Task directions: Go through the records below line by line and report how many lines include "bikes", giving the number only.

Supplied information:
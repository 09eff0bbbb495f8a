use serde::{Deserialize, Serialize};

/// One record of the station feed, exactly as it appears in the JSON payload.
#[derive(Serialize, Deserialize, Debug, Clone, PartialEq)]
#[serde(rename_all = "camelCase")]
pub struct FeedStation {
    pub id: u32,
    pub district: String,
    pub lon: f64,
    pub lat: f64,
    pub bikes: u32,
    pub slots: u32,
    pub zip: u32,
    pub address: String,
    pub address_number: String,
    pub nearby_stations: String,
    pub status: String,
    pub name: String,
    pub station_type: String,
}
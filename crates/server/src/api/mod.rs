mod stations;

pub use stations::*;
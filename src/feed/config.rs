use std::{path::PathBuf, sync::Arc};

/// Payload compiled into the library.
pub const EMBEDDED_STATIONS: &str = include_str!("../../data/bikes.json");

/// Where the station payload is read from.
#[derive(Debug, Default, Clone)]
pub enum Source {
    #[default]
    Embedded,
    Path(PathBuf),
    Bytes(Arc<[u8]>),
}
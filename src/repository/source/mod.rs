mod feed;
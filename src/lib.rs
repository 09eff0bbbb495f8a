//! Nearby bike-share stations from a bundled feed.
//!
//! Stations are decoded by [`feed`], measured from a reference point with
//! [`repository::annotate`] and narrowed down with
//! [`repository::filter_and_sort`].
pub mod feed;
pub mod prelude;
pub mod repository;
pub mod shared;
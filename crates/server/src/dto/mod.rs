mod station;

pub use station::*;
pub mod geo;

pub use geo::*;
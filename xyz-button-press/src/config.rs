//! Configuration of [`ButtonPressTask`](crate::ButtonPressTask).
use crate::sim::{Quat, Vec3};
use anyhow::Result;
use nalgebra::Quaternion;
use serde::{Deserialize, Serialize};
use std::{
    fs::File,
    io::{BufReader, Write},
    path::{Path, PathBuf},
};

/// Configuration of [`ButtonPressTask`](crate::ButtonPressTask).
///
/// The default values describe the top-down button press behind a wall.
#[derive(Debug, Deserialize, Serialize, PartialEq, Clone)]
#[serde(default)]
pub struct ButtonPressConfig {
    /// Directory the scene description is resolved against.
    pub asset_root: PathBuf,

    /// Scene description, relative to `asset_root`.
    pub model_name: String,

    /// Lower corner of the hand workspace. The goal space is the same box.
    pub hand_low: Vec3,

    /// Upper corner of the hand workspace.
    pub hand_high: Vec3,

    /// Lower corner of the object placement space.
    pub obj_low: Vec3,

    /// Upper corner of the object placement space.
    pub obj_high: Vec3,

    /// Position of the box when random initialization is disabled.
    pub obj_init_pos: Vec3,

    /// Position the hand is brought to at reset.
    pub hand_init_pos: Vec3,

    /// Orientation of the hand, normalized on use. Serialized as
    /// `[x, y, z, w]`.
    pub hand_init_quat: Quaternion<f32>,

    /// Staging position of the button.
    pub goal: Vec3,

    /// Hand displacement per unit action.
    pub action_scale: f32,

    /// Simulator ticks per control step.
    pub frame_skip: usize,

    /// Control steps used to bring the hand to `hand_init_pos` at reset.
    pub reset_hand_iters: usize,

    /// Episode length used by harnesses. Not enforced by the task.
    pub max_path_length: usize,

    /// Samples the box position from the object space at reset.
    pub random_init: bool,

    /// Offset of the button from a sampled box position.
    pub button_offset: Vec3,
}

impl Default for ButtonPressConfig {
    fn default() -> Self {
        Self {
            asset_root: PathBuf::from("assets"),
            model_name: "sawyer_xyz/sawyer_button_press_topdown_wall.xml".to_string(),
            hand_low: Vec3::new(-0.5, 0.40, 0.05),
            hand_high: Vec3::new(0.5, 1.0, 0.5),
            obj_low: Vec3::new(-0.05, 0.8, 0.05),
            obj_high: Vec3::new(0.05, 0.9, 0.05),
            obj_init_pos: Vec3::new(0.0, 0.8, 0.05),
            hand_init_pos: Vec3::new(0.0, 0.6, 0.2),
            hand_init_quat: Quaternion::new(1.0, 0.0, 1.0, 0.0),
            goal: Vec3::new(0.0, 0.88, 0.1),
            action_scale: 1.0 / 100.0,
            frame_skip: 5,
            reset_hand_iters: 10,
            max_path_length: 150,
            random_init: false,
            button_offset: Vec3::new(0.0, 0.08, 0.07),
        }
    }
}

impl ButtonPressConfig {
    /// Orientation the hand is held at.
    pub fn hand_init_orientation(&self) -> Quat {
        Quat::from_quaternion(self.hand_init_quat)
    }

    /// Path of the scene description.
    pub fn model_path(&self) -> PathBuf {
        self.asset_root.join(&self.model_name)
    }

    /// Sets the directory the scene description is resolved against.
    pub fn asset_root(mut self, v: impl Into<PathBuf>) -> Self {
        self.asset_root = v.into();
        self
    }

    /// Sets the initial position of the box.
    pub fn obj_init_pos(mut self, v: Vec3) -> Self {
        self.obj_init_pos = v;
        self
    }

    /// Sets the position the hand is brought to at reset.
    pub fn hand_init_pos(mut self, v: Vec3) -> Self {
        self.hand_init_pos = v;
        self
    }

    /// Sets the staging position of the button.
    pub fn goal(mut self, v: Vec3) -> Self {
        self.goal = v;
        self
    }

    /// Sets the number of simulator ticks per control step.
    pub fn frame_skip(mut self, v: usize) -> Self {
        self.frame_skip = v;
        self
    }

    /// Sets the episode length used by harnesses.
    pub fn max_path_length(mut self, v: usize) -> Self {
        self.max_path_length = v;
        self
    }

    /// Enables or disables random placement of the box and button.
    pub fn random_init(mut self, v: bool) -> Self {
        self.random_init = v;
        self
    }

    /// Constructs [`ButtonPressConfig`] from YAML file.
    pub fn load(path: impl AsRef<Path>) -> Result<Self> {
        let file = File::open(path)?;
        let rdr = BufReader::new(file);
        let b = serde_yaml::from_reader(rdr)?;
        Ok(b)
    }

    /// Saves [`ButtonPressConfig`].
    pub fn save(&self, path: impl AsRef<Path>) -> Result<()> {
        let mut file = File::create(path)?;
        file.write_all(serde_yaml::to_string(&self)?.as_bytes())?;
        Ok(())
    }
}

#[cfg(test)]
mod tests {
    use super::*;
    use tempdir::TempDir;

    #[test]
    fn test_serde_button_press_config() -> Result<()> {
        let config = ButtonPressConfig::default()
            .asset_root("/opt/metaworld/assets")
            .random_init(true)
            .max_path_length(200);

        let dir = TempDir::new("button_press_config")?;
        let path = dir.path().join("button_press.yaml");
        config.save(&path)?;
        let config_ = ButtonPressConfig::load(&path)?;
        assert_eq!(config, config_);
        Ok(())
    }

    #[test]
    fn test_missing_fields_take_defaults() -> Result<()> {
        let config: ButtonPressConfig = serde_yaml::from_str("random_init: true\nframe_skip: 2\n")?;
        assert!(config.random_init);
        assert_eq!(config.frame_skip, 2);
        assert_eq!(config.goal, Vec3::new(0.0, 0.88, 0.1));
        assert_eq!(
            config.model_path(),
            PathBuf::from("assets/sawyer_xyz/sawyer_button_press_topdown_wall.xml")
        );
        Ok(())
    }

    #[test]
    fn test_vectors_are_plain_sequences() -> Result<()> {
        let config: ButtonPressConfig =
            serde_yaml::from_str("goal: [0.01, 0.85, 0.1]\nhand_init_quat: [0.0, 0.0, 0.0, 2.0]\n")?;
        assert_eq!(config.goal, Vec3::new(0.01, 0.85, 0.1));
        assert_eq!(config.hand_init_orientation(), Quat::identity());
        Ok(())
    }

    #[test]
    fn test_default_orientation_is_normalized() {
        let q = ButtonPressConfig::default().hand_init_orientation();
        let h = std::f32::consts::FRAC_1_SQRT_2;
        assert!((q.w - h).abs() < 1e-6);
        assert!((q.j - h).abs() < 1e-6);
        assert_eq!(q.i, 0.0);
        assert_eq!(q.k, 0.0);
    }
}
//! Sawyer top-down button press task behind a wall.
//!
//! The hand of a Sawyer arm, driven through a mocap target, has to push a
//! button down into its hole. [`ButtonPressTask`] implements
//! [`Env`](xyz_core::Env):
//!
//! * observations are the hand position followed by the position of the
//!   button's pressable surface,
//! * actions are a Cartesian hand displacement and a gripper command in
//!   `[-1, 1]^4`,
//! * rewards are shaped by the distance of the fingertips to the button and
//!   the remaining press depth ([`reward`]).
//!
//! Episodes never end on their own; wrap the task in
//! [`TimeLimit`](xyz_core::TimeLimit) with
//! [`ButtonPressConfig::max_path_length`] to truncate them.
//!
//! ```no_run
//! use xyz_button_press::{ButtonPressAct, ButtonPressConfig, ButtonPressTask, KinematicSim};
//! use xyz_core::Env;
//!
//! # fn main() -> anyhow::Result<()> {
//! let config = ButtonPressConfig::default();
//! let mut task = ButtonPressTask::<KinematicSim>::build(&config, 42)?;
//! let obs = task.reset()?;
//! let (step, record) = task.step(&ButtonPressAct::new([0.0, 1.0, 0.0, 0.0]))?;
//! println!("{:?} {} {:?}", obs, step.reward, record.get_scalar("reachDist"));
//! # Ok(())
//! # }
//! ```
mod actuator;
mod config;
mod error;
mod kinematic;
mod obs;
pub mod reward;
mod sim;
mod task;
pub use actuator::HandActuator;
pub use config::ButtonPressConfig;
pub use error::ButtonPressError;
pub use kinematic::KinematicSim;
pub use obs::{ButtonPressAct, ButtonPressObs, ObsDict};
pub use sim::{BodyId, MocapId, Quat, SceneHandles, SiteId, Simulator, Vec3};
pub use task::{ButtonPressInfo, ButtonPressTask, EpisodeState};
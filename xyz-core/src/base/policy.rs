//! Policy.
use super::Env;

/// A policy on an environment.
///
/// Policy is a mapping from an observation to an action.
/// The mapping can be either of deterministic or stochastic.
pub trait Policy<E: Env> {
    /// Configuration.
    type Config: Clone;

    /// Builds the policy.
    fn build(config: Self::Config) -> Self
    where
        Self: Sized;

    /// Sample an action given an observation.
    fn sample(&mut self, obs: &E::Obs) -> E::Act;
}
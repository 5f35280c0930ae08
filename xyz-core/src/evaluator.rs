//! Evaluate [`Policy`].
use crate::{record::Record, Env, Policy};
use anyhow::Result;
mod default_evaluator;
pub use default_evaluator::DefaultEvaluator;

/// Evaluate [`Policy`].
pub trait Evaluator<E: Env> {
    /// Runs evaluation episodes with `policy` and returns summary values.
    fn evaluate<P>(&mut self, policy: &mut P) -> Result<Record>
    where
        P: Policy<E>;
}
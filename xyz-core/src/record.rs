//! Types and traits for recording diagnostics of environment steps.
//!
//! * [`Record`] - A container of key-value pairs of various data types
//! * [`RecordValue`] - Types of values that can be stored
//! * [`Recorder`] - Destination of records
//! * [`BufferedRecorder`] - A recorder that keeps records in memory
//! * [`NullRecorder`] - A recorder that discards all records
//!
//! ```rust
//! use xyz_core::record::{Record, RecordValue};
//!
//! let mut record = Record::empty();
//! record.insert("reachDist", RecordValue::Scalar(0.28));
//! record.insert("goal", RecordValue::Array1(vec![0.0, 0.88, 0.1]));
//! assert_eq!(record.get_scalar("reachDist").unwrap(), 0.28);
//! ```
mod base;
mod buffered_recorder;
mod null_recorder;
mod recorder;

pub use base::{Record, RecordValue};
pub use buffered_recorder::BufferedRecorder;
pub use null_recorder::NullRecorder;
pub use recorder::Recorder;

Response: 2